[Opening Input material section]

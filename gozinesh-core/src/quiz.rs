//! Regulations-test questions, drafts and scoring arithmetic.

use serde::{Deserialize, Serialize};
use std::fmt;

use crate::ids::QuestionId;

/// Number of real options on every quiz question. The synthetic
/// "I don't know" option presented to the test taker is not stored.
pub const OPTION_COUNT: usize = 4;

/// Minimum final score (percent) required to pass.
pub const PASS_THRESHOLD_PERCENT: f64 = 90.0;

/// Which of the two regulations tests a question belongs to.
#[derive(Debug, Clone, Copy, PartialEq, Eq, Hash, Serialize, Deserialize)]
pub enum TestType {
    General,
    Detailed,
}

impl TestType {
    pub const ALL: [TestType; 2] = [Self::General, Self::Detailed];

    pub fn code(&self) -> &'static str {
        match self {
            Self::General => "general",
            Self::Detailed => "detailed",
        }
    }

    pub fn parse(code: &str) -> Option<Self> {
        match code {
            "general" => Some(Self::General),
            "detailed" => Some(Self::Detailed),
            _ => None,
        }
    }
}

impl fmt::Display for TestType {
    fn fmt(&self, f: &mut fmt::Formatter<'_>) -> fmt::Result {
        write!(f, "{}", self.code())
    }
}

/// A stored quiz question. Text is unique per test type; quiz questions
/// are never updated or deleted through the engine.
#[derive(Debug, Clone, PartialEq, Eq, Serialize, Deserialize)]
pub struct QuizQuestion {
    pub id: QuestionId,
    pub test_type: TestType,
    pub text: String,
    /// Exactly [`OPTION_COUNT`] entries, in presentation order.
    pub options: Vec<String>,
    /// Index into `options` of the correct answer.
    pub correct: usize,
}

/// A quiz question ready for insertion (no id yet).
#[derive(Debug, Clone, PartialEq, Eq, Serialize, Deserialize)]
pub struct NewQuizQuestion {
    pub test_type: TestType,
    pub text: String,
    pub options: Vec<String>,
    pub correct: usize,
}

/// The wizard's in-progress quiz question, filled in five sequential
/// steps: test type, question text, then the four options in order.
#[derive(Debug, Clone, PartialEq, Eq)]
pub struct QuizDraft {
    pub test_type: TestType,
    pub text: String,
    pub options: Vec<String>,
}

impl QuizDraft {
    pub fn new(test_type: TestType, text: String) -> Self {
        Self {
            test_type,
            text,
            options: Vec::new(),
        }
    }

    /// True once all four options have been collected.
    pub fn is_complete(&self) -> bool {
        self.options.len() >= OPTION_COUNT
    }

    /// Finalize the draft with the chosen correct-option index.
    pub fn into_question(self, correct: usize) -> NewQuizQuestion {
        NewQuizQuestion {
            test_type: self.test_type,
            text: self.text,
            options: self.options,
            correct,
        }
    }
}

/// One answered question, recorded for the admin breakdown.
#[derive(Debug, Clone, PartialEq, Eq, Serialize, Deserialize)]
pub struct AnswerRecord {
    pub question: String,
    pub options: Vec<String>,
    /// The index the taker chose. Equal to `options.len()` for the
    /// synthetic "I don't know" option.
    pub chosen: usize,
    pub correct: usize,
}

impl AnswerRecord {
    /// Text of the chosen option, or `None` for the synthetic option or
    /// an out-of-range index.
    pub fn chosen_text(&self) -> Option<&str> {
        self.options.get(self.chosen).map(String::as_str)
    }

    pub fn correct_text(&self) -> &str {
        self.options
            .get(self.correct)
            .map(String::as_str)
            .unwrap_or_default()
    }

    pub fn is_correct(&self) -> bool {
        self.chosen == self.correct
    }
}

/// Tally of a completed attempt, with the negative-marking arithmetic.
///
/// Every three wrong or skipped answers cancel one correct answer; the
/// raw score never goes below zero.
#[derive(Debug, Clone, Copy, PartialEq, Eq)]
pub struct Scorecard {
    pub correct: u32,
    pub incorrect: u32,
    pub total: u32,
}

impl Scorecard {
    /// Whole correct answers deducted: `incorrect / 3`, floor division.
    pub fn negative_points(&self) -> u32 {
        self.incorrect / 3
    }

    pub fn raw_score(&self) -> u32 {
        self.correct.saturating_sub(self.negative_points())
    }

    /// Final score as a percentage of the question count.
    pub fn percent(&self) -> f64 {
        if self.total == 0 {
            return 0.0;
        }
        (self.raw_score() as f64 / self.total as f64) * 100.0
    }

    pub fn passed(&self) -> bool {
        self.percent() >= PASS_THRESHOLD_PERCENT
    }
}
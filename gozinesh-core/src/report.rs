//! Canonical report rendering.
//!
//! Reports are the durable artifacts of a flow: the interview text handed
//! to the administrator (and later archived verbatim) and the quiz result
//! summary and breakdown. All user-supplied text is HTML-escaped here;
//! the transport renders the result with HTML formatting enabled.

use crate::ids::SubmitterIdentity;
use crate::interview::{InterviewCategory, InterviewQuestion, PoliticalTopic};
use crate::quiz::{AnswerRecord, Scorecard, TestType};

/// Escape text for HTML rendering. Only the three characters with markup
/// meaning are replaced.
pub fn escape_html(text: &str) -> String {
    text.replace('&', "&amp;")
        .replace('<', "&lt;")
        .replace('>', "&gt;")
}

fn identity_block(identity: &SubmitterIdentity) -> String {
    let username = identity.username.as_deref().unwrap_or("N/A");
    format!(
        "<b>Name:</b> {}\n<b>Username:</b> @{}\n<b>User id:</b> <code>{}</code>\n",
        escape_html(&identity.display_name()),
        escape_html(username),
        identity.id,
    )
}

fn interview_type_line(category: InterviewCategory, topic: Option<PoliticalTopic>) -> String {
    match topic {
        Some(topic) => format!("<b>Interview type:</b> {} - {}\n", category, topic),
        None => format!("<b>Interview type:</b> {}\n", category),
    }
}

/// Render a completed interview as the canonical report delivered to the
/// administrator and stored in the archive on acceptance.
///
/// Questions and answers are paired positionally; the caller guarantees
/// equal lengths.
pub fn interview_report(
    identity: &SubmitterIdentity,
    category: InterviewCategory,
    topic: Option<PoliticalTopic>,
    questions: &[InterviewQuestion],
    answers: &[String],
) -> String {
    let mut report = String::from("<b>Interview submission</b>\n");
    report.push_str(&identity_block(identity));
    report.push_str(&interview_type_line(category, topic));
    report.push_str("------------------------------------\n\n");
    for (index, (question, answer)) in questions.iter().zip(answers).enumerate() {
        report.push_str(&format!(
            "<b>Question {}:</b> {}\n<b>Answer:</b> {}\n\n",
            index + 1,
            escape_html(&question.text),
            escape_html(answer),
        ));
    }
    report
}

/// Render the taker-facing result of a quiz attempt.
pub fn quiz_summary(test_type: TestType, card: &Scorecard) -> String {
    let verdict = if card.passed() {
        "Result: PASSED"
    } else {
        "Result: FAILED. A new attempt is allowed 24 hours after this one."
    };
    format!(
        "<b>Regulations test result ({})</b>\n\n\
         Total questions: {}\n\
         Correct answers: {}\n\
         Wrong or skipped answers: {}\n\
         Penalty deducted (in correct answers): {}\n\
         <b>Final score: {:.2}%</b>\n\n{}",
        test_type,
        card.total,
        card.correct,
        card.incorrect,
        card.negative_points(),
        card.percent(),
        verdict,
    )
}

/// Render the administrator's copy of a quiz result: the summary plus a
/// per-question breakdown naming the chosen and correct options.
pub fn quiz_admin_report(
    identity: &SubmitterIdentity,
    test_type: TestType,
    card: &Scorecard,
    records: &[AnswerRecord],
) -> String {
    let mut report = format!("<b>Test result for {}</b>\n", escape_html(&identity.display_name()));
    report.push_str(&identity_block(identity));
    report.push('\n');
    report.push_str(&quiz_summary(test_type, card));
    report.push_str("\n\n<b>Answer breakdown</b>\n");
    for (index, record) in records.iter().enumerate() {
        let chosen = record.chosen_text().unwrap_or("I don't know");
        let mark = if record.is_correct() { "\u{2713}" } else { "\u{2717}" };
        report.push_str(&format!(
            "\n<b>{}. {}</b>\n   Chosen: {}\n   Correct: {} {}\n",
            index + 1,
            escape_html(&record.question),
            escape_html(chosen),
            escape_html(record.correct_text()),
            mark,
        ));
    }
    report
}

[Closing Input material section]

Please transcribe the data above without changes, from its first line to its "is not stored." line, and leave out anything past that.

filename gozinesh-core/src/quiz.rs
//! Regulations-test questions, drafts and scoring arithmetic.

use serde::{Deserialize, Serialize};
use std::fmt;

use crate::ids::QuestionId;

/// Number of real options on every quiz question. The synthetic
/// "I don't know" option presented to the test taker is not stored.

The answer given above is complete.